* **Task description**:
Whatever appears in the listing, return all of it exactly.
────────────────────
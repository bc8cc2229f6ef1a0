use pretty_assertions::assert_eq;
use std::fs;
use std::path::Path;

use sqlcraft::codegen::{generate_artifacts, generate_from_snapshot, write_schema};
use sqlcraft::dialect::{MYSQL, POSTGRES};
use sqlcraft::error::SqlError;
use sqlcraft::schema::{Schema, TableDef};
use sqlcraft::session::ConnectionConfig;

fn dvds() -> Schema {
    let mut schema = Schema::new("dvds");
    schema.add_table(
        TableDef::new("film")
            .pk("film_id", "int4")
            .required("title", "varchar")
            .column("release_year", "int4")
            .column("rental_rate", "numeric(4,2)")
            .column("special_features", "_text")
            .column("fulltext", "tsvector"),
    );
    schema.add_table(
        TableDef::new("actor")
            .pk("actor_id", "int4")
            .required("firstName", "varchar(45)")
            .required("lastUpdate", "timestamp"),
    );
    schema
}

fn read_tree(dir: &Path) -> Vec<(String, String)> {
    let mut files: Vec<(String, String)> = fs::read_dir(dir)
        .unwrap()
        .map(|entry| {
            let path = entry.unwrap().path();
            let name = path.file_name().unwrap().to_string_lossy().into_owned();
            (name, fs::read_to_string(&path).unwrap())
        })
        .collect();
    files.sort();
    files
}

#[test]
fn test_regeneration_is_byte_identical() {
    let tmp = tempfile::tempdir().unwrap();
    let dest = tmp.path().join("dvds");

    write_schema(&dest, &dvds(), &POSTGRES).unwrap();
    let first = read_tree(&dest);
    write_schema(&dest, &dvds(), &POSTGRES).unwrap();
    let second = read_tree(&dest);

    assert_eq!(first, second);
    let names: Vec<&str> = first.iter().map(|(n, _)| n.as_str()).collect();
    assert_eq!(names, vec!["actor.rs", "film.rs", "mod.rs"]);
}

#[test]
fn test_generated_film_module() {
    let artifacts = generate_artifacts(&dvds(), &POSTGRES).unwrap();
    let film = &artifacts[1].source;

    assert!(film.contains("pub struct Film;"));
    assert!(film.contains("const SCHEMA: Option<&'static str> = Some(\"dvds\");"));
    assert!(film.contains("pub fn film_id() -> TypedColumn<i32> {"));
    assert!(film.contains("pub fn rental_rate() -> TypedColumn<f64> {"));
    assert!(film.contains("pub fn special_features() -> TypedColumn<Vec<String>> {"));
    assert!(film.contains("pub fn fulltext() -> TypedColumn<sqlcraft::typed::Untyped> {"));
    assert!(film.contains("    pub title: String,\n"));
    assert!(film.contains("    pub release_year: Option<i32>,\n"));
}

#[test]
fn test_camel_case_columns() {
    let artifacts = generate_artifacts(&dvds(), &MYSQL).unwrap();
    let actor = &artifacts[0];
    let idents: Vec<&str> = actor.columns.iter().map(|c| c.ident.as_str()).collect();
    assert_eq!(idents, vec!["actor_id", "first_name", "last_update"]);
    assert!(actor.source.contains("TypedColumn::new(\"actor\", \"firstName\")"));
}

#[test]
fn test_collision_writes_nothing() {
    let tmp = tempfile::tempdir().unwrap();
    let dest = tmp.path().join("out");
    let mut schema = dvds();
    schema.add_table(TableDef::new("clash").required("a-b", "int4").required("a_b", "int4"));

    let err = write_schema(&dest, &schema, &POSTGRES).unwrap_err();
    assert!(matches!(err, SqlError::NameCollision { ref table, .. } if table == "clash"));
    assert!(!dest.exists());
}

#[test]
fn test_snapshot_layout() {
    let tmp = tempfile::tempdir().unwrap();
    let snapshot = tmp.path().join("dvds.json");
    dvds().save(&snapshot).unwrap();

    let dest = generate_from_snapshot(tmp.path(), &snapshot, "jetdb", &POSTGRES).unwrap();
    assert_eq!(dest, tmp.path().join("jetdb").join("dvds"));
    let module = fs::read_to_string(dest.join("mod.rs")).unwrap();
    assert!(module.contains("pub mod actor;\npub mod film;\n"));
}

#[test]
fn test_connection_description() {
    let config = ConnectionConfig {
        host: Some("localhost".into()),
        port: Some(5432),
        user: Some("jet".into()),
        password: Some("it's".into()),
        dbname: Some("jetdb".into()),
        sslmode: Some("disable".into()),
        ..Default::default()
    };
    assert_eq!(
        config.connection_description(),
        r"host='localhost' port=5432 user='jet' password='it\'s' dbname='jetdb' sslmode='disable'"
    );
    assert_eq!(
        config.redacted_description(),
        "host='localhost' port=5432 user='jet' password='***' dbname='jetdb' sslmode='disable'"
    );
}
────────────────────
* **Exercise output**:
repository bc8cc2229f6ef1a0
use pretty_assertions::assert_eq;
use std::fs;
use std::path::Path;

use sqlcraft::codegen::{generate_artifacts, generate_from_snapshot, write_schema};
use sqlcraft::dialect::{MYSQL, POSTGRES};
use sqlcraft::error::SqlError;
use sqlcraft::schema::{Schema, TableDef};
use sqlcraft::session::ConnectionConfig;

fn dvds() -> Schema {
    let mut schema = Schema::new("dvds");
    schema.add_table(
        TableDef::new("film")
            .pk("film_id", "int4")
            .required("title", "varchar")
            .column("release_year", "int4")
            .column("rental_rate", "numeric(4,2)")
            .column("special_features", "_text")
            .column("fulltext", "tsvector"),
    );
    schema.add_table(
        TableDef::new("actor")
            .pk("actor_id", "int4")
            .required("firstName", "varchar(45)")
            .required("lastUpdate", "timestamp"),
    );
    schema
}

fn read_tree(dir: &Path) -> Vec<(String, String)> {
    let mut files: Vec<(String, String)> = fs::read_dir(dir)
        .unwrap()
        .map(|entry| {
            let path = entry.unwrap().path();
            let name = path.file_name().unwrap().to_string_lossy().into_owned();
            (name, fs::read_to_string(&path).unwrap())
        })
        .collect();
    files.sort();
    files
}

#[test]
fn test_regeneration_is_byte_identical() {
    let tmp = tempfile::tempdir().unwrap();
    let dest = tmp.path().join("dvds");

    write_schema(&dest, &dvds(), &POSTGRES).unwrap();
    let first = read_tree(&dest);
    write_schema(&dest, &dvds(), &POSTGRES).unwrap();
    let second = read_tree(&dest);

    assert_eq!(first, second);
    let names: Vec<&str> = first.iter().map(|(n, _)| n.as_str()).collect();
    assert_eq!(names, vec!["actor.rs", "film.rs", "mod.rs"]);
}

#[test]
fn test_generated_film_module() {
    let artifacts = generate_artifacts(&dvds(), &POSTGRES).unwrap();
    let film = &artifacts[1].source;

    assert!(film.contains("pub struct Film;"));
    assert!(film.contains("const SCHEMA: Option<&'static str> = Some(\"dvds\");"));
    assert!(film.contains("pub fn film_id() -> TypedColumn<i32> {"));
    assert!(film.contains("pub fn rental_rate() -> TypedColumn<f64> {"));
    assert!(film.contains("pub fn special_features() -> TypedColumn<Vec<String>> {"));
    assert!(film.contains("pub fn fulltext() -> TypedColumn<sqlcraft::typed::Untyped> {"));
    assert!(film.contains("    pub title: String,\n"));
    assert!(film.contains("    pub release_year: Option<i32>,\n"));
}

#[test]
fn test_camel_case_columns() {
    let artifacts = generate_artifacts(&dvds(), &MYSQL).unwrap();
    let actor = &artifacts[0];
    let idents: Vec<&str> = actor.columns.iter().map(|c| c.ident.as_str()).collect();
    assert_eq!(idents, vec!["actor_id", "first_name", "last_update"]);
    assert!(actor.source.contains("TypedColumn::new(\"actor\", \"firstName\")"));
}

#[test]
fn test_collision_writes_nothing() {
    let tmp = tempfile::tempdir().unwrap();
    let dest = tmp.path().join("out");
    let mut schema = dvds();
    schema.add_table(TableDef::new("clash").required("a-b", "int4").required("a_b", "int4"));

    let err = write_schema(&dest, &schema, &POSTGRES).unwrap_err();
    assert!(matches!(err, SqlError::NameCollision { ref table, .. } if table == "clash"));
    assert!(!dest.exists());
}

#[test]
fn test_snapshot_layout() {
    let tmp = tempfile::tempdir().unwrap();
    let snapshot = tmp.path().join("dvds.json");
    dvds().save(&snapshot).unwrap();

    let dest = generate_from_snapshot(tmp.path(), &snapshot, "jetdb", &POSTGRES).unwrap();
    assert_eq!(dest, tmp.path().join("jetdb").join("dvds"));
    let module = fs::read_to_string(dest.join("mod.rs")).unwrap();
    assert!(module.contains("pub mod actor;\npub mod film;\n"));
}

#[test]
fn test_connection_description() {
    let config = ConnectionConfig {
        host: Some("localhost".into()),
        port: Some(5432),
        user: Some("jet".into()),
        password: Some("it's".into()),
        dbname: Some("jetdb".into()),
        sslmode: Some("disable".into()),
        ..Default::default()
    };
    assert_eq!(
        config.connection_description(),
        r"host='localhost' port=5432 user='jet' password='it\'s' dbname='jetdb' sslmode='disable'"
    );
    assert_eq!(
        config.redacted_description(),
        "host='localhost' port=5432 user='jet' password='***' dbname='jetdb' sslmode='disable'"
    );
}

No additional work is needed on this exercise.